Leserbrief

Gewissheit über Machenschaften

Es ist schon eigenartig, wie manche Leute auf die "Ibiza-Affäre" reagieren. Sie sehen die Protagonisten Strache und Gudenus als "Opfer" einer Intrige, inszeniert von einer Gruppe, die das schmutzige Video in Umlauf gebracht hat. Diejenigen, die diese Geschichte produziert haben, mussten ja wissen, mit welchen Schurken sie es zu tun hatten, die prompt darauf herein fielen.
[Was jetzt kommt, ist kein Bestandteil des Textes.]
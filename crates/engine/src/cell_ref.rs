//! Column letters, absolute range strings and defined-name rules.
//!
//! Everything here works on 0-based indices, the way the workbook draft and
//! rust_xlsxwriter address cells. Rendered references are 1-based.

/// Last row index (0-based) of an xlsx worksheet.
pub const MAX_ROW: u32 = 1_048_575;

/// Convert a 0-based column index to letters (0 = A, 25 = Z, 26 = AA, ...).
pub fn col_to_letter(col: usize) -> String {
    let mut s = String::new();
    let mut n = col;
    loop {
        s.insert(0, (b'A' + (n % 26) as u8) as char);
        if n < 26 {
            break;
        }
        n = n / 26 - 1;
    }
    s
}

/// Convert column letters to a 0-based index (A = 0, AA = 26, ...).
pub fn col_from_letters(letters: &str) -> Option<usize> {
    if letters.is_empty() {
        return None;
    }
    let mut col = 0usize;
    for c in letters.chars() {
        if !c.is_ascii_alphabetic() {
            return None;
        }
        col = col * 26 + (c.to_ascii_uppercase() as usize - 'A' as usize + 1);
    }
    Some(col - 1)
}

/// Parse a reference like `A1` or `$B$7` into 0-based `(row, col)`.
pub fn parse_cell_ref(cell_ref: &str) -> Option<(u32, usize)> {
    let cleaned = cell_ref.trim().replace('$', "");
    let split = cleaned.find(|c: char| c.is_ascii_digit())?;
    if split == 0 {
        return None;
    }
    let col = col_from_letters(&cleaned[..split])?;
    let row: u32 = cleaned[split..].parse().ok()?;
    if row == 0 {
        return None;
    }
    Some((row - 1, col))
}

/// Quote a sheet name for use in a formula when it needs it.
pub fn quote_sheet(sheet: &str) -> String {
    if sheet.chars().all(|c| c.is_ascii_alphanumeric() || c == '_') {
        sheet.to_string()
    } else {
        format!("'{}'", sheet.replace('\'', "''"))
    }
}

/// Absolute single-column range, e.g. `Sets!$B$2:$B$9`.
pub fn column_range(sheet: &str, col: usize, first_row: u32, last_row: u32) -> String {
    let letter = col_to_letter(col);
    format!(
        "{}!${letter}${}:${letter}${}",
        quote_sheet(sheet),
        first_row + 1,
        last_row + 1
    )
}

/// A parsed single-column or rectangular range reference.
#[derive(Debug, Clone, PartialEq, Eq)]
pub struct RangeRef {
    pub sheet: Option<String>,
    pub first_row: u32,
    pub first_col: usize,
    pub last_row: u32,
    pub last_col: usize,
}

/// Parse `Sheet!$A$2:$A$9`, `'My Sheet'!A2:A9` or `A2:A9`.
pub fn parse_range_ref(reference: &str) -> Option<RangeRef> {
    let reference = reference.trim().trim_start_matches('=');
    let (sheet, cells) = match reference.rsplit_once('!') {
        Some((sheet, cells)) => {
            let sheet = sheet
                .strip_prefix('\'')
                .and_then(|s| s.strip_suffix('\''))
                .map(|s| s.replace("''", "'"))
                .unwrap_or_else(|| sheet.to_string());
            (Some(sheet), cells)
        }
        None => (None, reference),
    };
    let (start, end) = cells.split_once(':').unwrap_or((cells, cells));
    let (first_row, first_col) = parse_cell_ref(start)?;
    let (last_row, last_col) = parse_cell_ref(end)?;
    Some(RangeRef {
        sheet,
        first_row,
        first_col,
        last_row,
        last_col,
    })
}

/// Replace the characters a cascading dropdown formula can normalize
/// (space and hyphen) with underscores.
pub fn name_fragment(value: &str) -> String {
    value.trim().replace([' ', '-'], "_")
}

/// Check a workbook-level defined name.
///
/// - Must start with a letter or underscore
/// - Can contain letters, numbers, underscores and dots
/// - Cannot look like a cell reference (A1, BC23) or a boolean literal
pub fn is_valid_name(name: &str) -> Result<(), String> {
    let Some(first) = name.chars().next() else {
        return Err("Name cannot be empty".into());
    };

    if !first.is_alphabetic() && first != '_' {
        return Err(format!("'{name}' must start with a letter or underscore"));
    }

    if !name.chars().all(|c| c.is_alphanumeric() || c == '_' || c == '.') {
        return Err(format!(
            "'{name}' can only contain letters, numbers, underscores, and dots"
        ));
    }

    if name.chars().count() > 255 {
        return Err(format!("'{name}' is longer than 255 characters"));
    }

    let upper = name.to_uppercase();
    if upper == "TRUE" || upper == "FALSE" {
        return Err(format!("'{name}' is a reserved boolean value"));
    }

    if looks_like_cell_ref(name) {
        return Err(format!("'{name}' looks like a cell reference"));
    }

    Ok(())
}

/// Check if a string looks like a cell reference (e.g., A1, AB123, XFD1048576)
fn looks_like_cell_ref(s: &str) -> bool {
    let split = s.find(|c: char| !c.is_ascii_alphabetic()).unwrap_or(s.len());
    let (letters, digits) = s.split_at(split);
    if letters.is_empty() || letters.len() > 3 {
        return false;
    }
    if !digits.is_empty() && !digits.chars().all(|c| c.is_ascii_digit()) {
        return false;
    }
    // Columns go up to XFD = 16384
    let col_num = letters
        .to_uppercase()
        .chars()
        .fold(0u32, |acc, c| acc * 26 + (c as u32 - 'A' as u32 + 1));
    if col_num > 16384 || digits.is_empty() {
        return false;
    }
    matches!(digits.parse::<u32>(), Ok(row) if (1..=1_048_576).contains(&row))
}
Es handelt sich hier um "Aufdecker-Journalismus", der spätestens seit der Watergate-Affäre als legitim bezeichnet werden kann, weil verhindert wird, dass solche Leute noch länger ihres Amtes walten können und unermesslichen Schaden anrichten. Ist auch nicht zu verwechseln mit einer Schmutzkübel-Kampagne, die z.B. intime Details einer Person zu Tage bringt, die nichts mit der Tätigkeit dieser zu tun hat und lediglich einen Image-Schaden hervorruft. Im Falle der "Ibiza-Affäre" kann man nur froh sein, dass dieses Video an die Öffentlichkeit gelangt ist, denn nur so konnten wir Gewissheit erlangen, welche unseriösen Personen in unserer Regierung vertreten waren.